You’ve had a rocky past. Do you share a lot in common with Zak?
“I can see a pattern to me leading to playing Zak. I went on a journey and it seemed to be my destiny to play this man who I understood. Everything the Dingles had been through, I had too – trouble with the police, fighting, being evicted. And if there were any aspects of Zak’s life I hadn’t lived, I knew people who had.”
When did you decide to write your autobiography?
“I’ve been contemplating writing my story – the real story and not a white-washed version – for a long time and I finally got around to it. I have written plays in the past, but writing a book is completely different and I struggled with it for a time.”
What’s it called?
“If The Cap Fits: My Rocky Road to Emmerdale.”

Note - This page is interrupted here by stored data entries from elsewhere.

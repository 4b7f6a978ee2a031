use core::fmt::Debug;

use eft_common::{Array, Writable};
use eft_msg::OptionMap;
use embedded_time::Instant;
use tinyvec::ArrayVec;

use crate::config::Config;
use crate::net::{Addrd, Socket};
use crate::time::Clock;

/// A 1KB stack-allocated string used for log lines
pub type String1Kb = Writable<ArrayVec<[u8; 1024]>>;

/// eft configuration trait
///
/// Fills in the collection, clock and socket types that the runtime is
/// generic over.
pub trait PlatformTypes: Sized + 'static + core::fmt::Debug {
  /// What type should we use to store message payloads?
  type MessagePayload: Array<Item = u8> + eft_common::AppendCopy<u8> + Clone + Debug + PartialEq;

  /// What type should we use to store message options?
  type MessageOptions: OptionMap;

  /// What should we use to keep track of time?
  type Clock: Clock + Debug;

  /// What should we use for networking?
  type Socket: Socket;

  /// How will we store a sequence of effects to perform?
  type Effects: Array<Item = Effect<Self>>;
}

/// [`eft_msg::Message`] shorthand using Platform types
pub type Message<P> =
  eft_msg::Message<<P as PlatformTypes>::MessagePayload, <P as PlatformTypes>::MessageOptions>;

/// The datagram buffer type of a Platform's socket
pub type Dgram<P> = <<P as PlatformTypes>::Socket as Socket>::Dgram;

/// A snapshot of the system's state at a given moment
///
/// ```text
/// let Snapshot {time, recvd_dgram, ..} = snap;
/// ```
#[allow(missing_debug_implementations)]
#[non_exhaustive]
pub struct Snapshot<P: PlatformTypes> {
  /// The current system time at the start of the step pipe
  pub time: Instant<P::Clock>,

  /// A UDP datagram received from somewhere, if any arrived
  pub recvd_dgram: Option<Addrd<Dgram<P>>>,

  /// Runtime config, includes many useful timings
  pub config: Config,
}

impl<P: PlatformTypes> Snapshot<P> {
  /// A snapshot with no inbound datagram, used to drive timers
  pub fn timer_only(time: Instant<P::Clock>, config: Config) -> Self {
    Self { time,
           recvd_dgram: None,
           config }
  }
}

impl<P: PlatformTypes> Clone for Snapshot<P> {
  fn clone(&self) -> Self {
    Self { time: self.time,
           recvd_dgram: self.recvd_dgram.clone(),
           config: self.config }
  }
}

/// Used by [`Step`](crate::step::Step)s to deterministically
/// communicate side-effects they would like performed to the
/// [`Core`](crate::core::Core) driving them.
pub enum Effect<P: PlatformTypes> {
  /// Send a message through the full outbound pipeline
  /// (id provisioning, block-wise slicing, retransmission tracking,
  /// dedup caching).
  Send(Addrd<Message<P>>),
  /// Send raw bytes directly out the socket, bypassing the outbound
  /// pipeline.
  ///
  /// Used for retransmissions and cached-response resends, which must
  /// be byte-identical to the original emission and must not be
  /// re-tracked.
  SendDgram(Addrd<Dgram<P>>),
  /// Log a line
  Log(log::Level, String1Kb),
}

impl<P: PlatformTypes> Clone for Effect<P> {
  fn clone(&self) -> Self {
    match self {
      | Effect::Send(m) => Effect::Send(m.clone()),
      | Effect::SendDgram(d) => Effect::SendDgram(d.clone()),
      | Effect::Log(l, m) => Effect::Log(*l, *m),
    }
  }
}

impl<P: PlatformTypes> core::fmt::Debug for Effect<P> {
  fn fmt(&self, f: &mut core::fmt::Formatter<'_>) -> core::fmt::Result {
    match self {
      | Self::Send(m) => f.debug_tuple("Send").field(m).finish(),
      | Self::SendDgram(d) => f.debug_tuple("SendDgram").field(d).finish(),
      | Self::Log(l, s) => f.debug_tuple("Log").field(l).field(&s.as_str()).finish(),
    }
  }
}

impl<P: PlatformTypes> PartialEq for Effect<P> {
  fn eq(&self, other: &Self) -> bool {
    match (self, other) {
      | (Self::Send(a), Self::Send(b)) => a == b,
      | (Self::SendDgram(a), Self::SendDgram(b)) => a == b,
      | (Self::Log(al, am), Self::Log(bl, bm)) => al == bl && am.as_str() == bm.as_str(),
      | _ => false,
    }
  }
}

impl<P: PlatformTypes> Effect<P> {
  /// Borrow the message if this is an [`Effect::Send`]
  pub fn get_send(&self) -> Option<&Addrd<Message<P>>> {
    match self {
      | Self::Send(m) => Some(m),
      | _ => None,
    }
  }

  /// Is this an [`Effect::Send`] or [`Effect::SendDgram`]?
  pub fn is_send(&self) -> bool {
    matches!(self, Self::Send(_) | Self::SendDgram(_))
  }
}

/// Configures `eft` to use `Vec` for collections and
/// whatever clock and socket you provide.
#[cfg(feature = "alloc")]
#[derive(Copy)]
pub struct Alloc<Clk, Sock>(core::marker::PhantomData<(Clk, Sock)>)
  where Clk: Clock + 'static,
        Sock: Socket + 'static;

#[cfg(feature = "alloc")]
impl<Clk: Clock + 'static, Sock: Socket + 'static> core::fmt::Debug for Alloc<Clk, Sock> {
  fn fmt(&self, f: &mut core::fmt::Formatter<'_>) -> core::fmt::Result {
    write!(f, "Alloc::<_, _>(_)")
  }
}

#[cfg(feature = "alloc")]
impl<Clk: Clock + 'static, Sock: Socket + 'static> Clone for Alloc<Clk, Sock> {
  fn clone(&self) -> Self {
    Self(Default::default())
  }
}

#[cfg(feature = "alloc")]
impl<Clk: Clock + Debug + 'static, Sock: Socket + Debug + 'static> PlatformTypes
  for Alloc<Clk, Sock>
{
  type MessagePayload = std_alloc::vec::Vec<u8>;
  type MessageOptions = std_alloc::collections::BTreeMap<eft_msg::OptNumber,
                                                          std_alloc::vec::Vec<eft_msg::OptValue<std_alloc::vec::Vec<u8>>>>;
  type Clock = Clk;
  type Socket = Sock;
  type Effects = std_alloc::vec::Vec<Effect<Self>>;
}

/// Configures `eft` to use `Vec` for collections,
/// `UdpSocket` for networking,
/// and [`crate::std::Clock`] for timing
#[cfg(feature = "std")]
pub type Std = Alloc<crate::std::Clock, ::std::net::UdpSocket>;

Have you always wanted to write?
“I didn’t do that well at school and ended up working in the cotton mills. My life was so dull and uninteresting. I liked the arts and was in a band for some time. Then, I decided I wanted to become a writer.”
What inspired you?
“I’d read ‘On The Road’ by Jack Kerouac and decided to rough it like he had. Working in the factory was so mind numbing, I didn’t think I had anything to lose.”
You slept rough in London, was it tough?
“I was so hungry and got very thin. Back then, it was illegal to be homeless and I was arrested for sleeping in an empty Government building. I was sent to Ashford remand prison for two weeks and then I was put on probation and sent home. My dad didn’t want me back, he thought I was a waster.”
Did you continue to get into trouble with the lads back at the Cotton Mill?
“A few of us were drunk – drink is something that runs right through my story as a problem. We were wandering home at 11.30pm when one of the gang I was with threw a brick through an off licence window. We ran off with a lot of booze and somebody called the police to say they had seen a bearded youth running away from the scene – I had a beard then. They grabbed me and as you do, I took the rap and got sent to a detention centre for three months.”
It must have been difficult serving time…
“I had not been there long when I had to serve cocoa through a hatch to the other prisoners. As I was about to start, another inmate put a knife to my back and when he said ‘burn’ I had to pour hot cocoa on some poor bloke’s hand. Eventually, I did get a chance to explain to these lads and they forgave me, as they knew this guy. Put it this way, it was a tough place.”
When did you realise you wanted to become an actor?
“I signed up for acting classes after seeing an advert in the library. That was it. Bang! I knew I wanted to be an actor. I didn’t know about grants or anything, it was not part of my culture, but it was the thing I had been searching for and I signed up for this course at evenings and weekends.”
Where was your first acting job?
“Bolton Octagon theatre, playing bit parts and working as a general dogsbody. I loved it, but it was poorly paid and I wanted to marry my childhood sweetheart Susan, so I went back to the mill.”
You did marry Susan, but divorced and then married again. Do you have any children?
“I have a daughter, two stepsons, a granddaughter, step grandchildren – it’s all a bit Dingley.”
How did you get the part in Emmerdale?
“The casting director saw me on stage and rang my agent to say she wanted me to audition for this part as a petty criminal. There was me and six other guys and I got it.”
Taking into consideration your difficult past, is there anything you’d change?
“All my mates from the mill are retired now. They are fishing and playing boules in the park all day, but I wouldn’t change a thing. When I am acting, I have to concentrate so hard that I have no worries at all. I am alright in the pretend world – it’s the real world I have problems with.”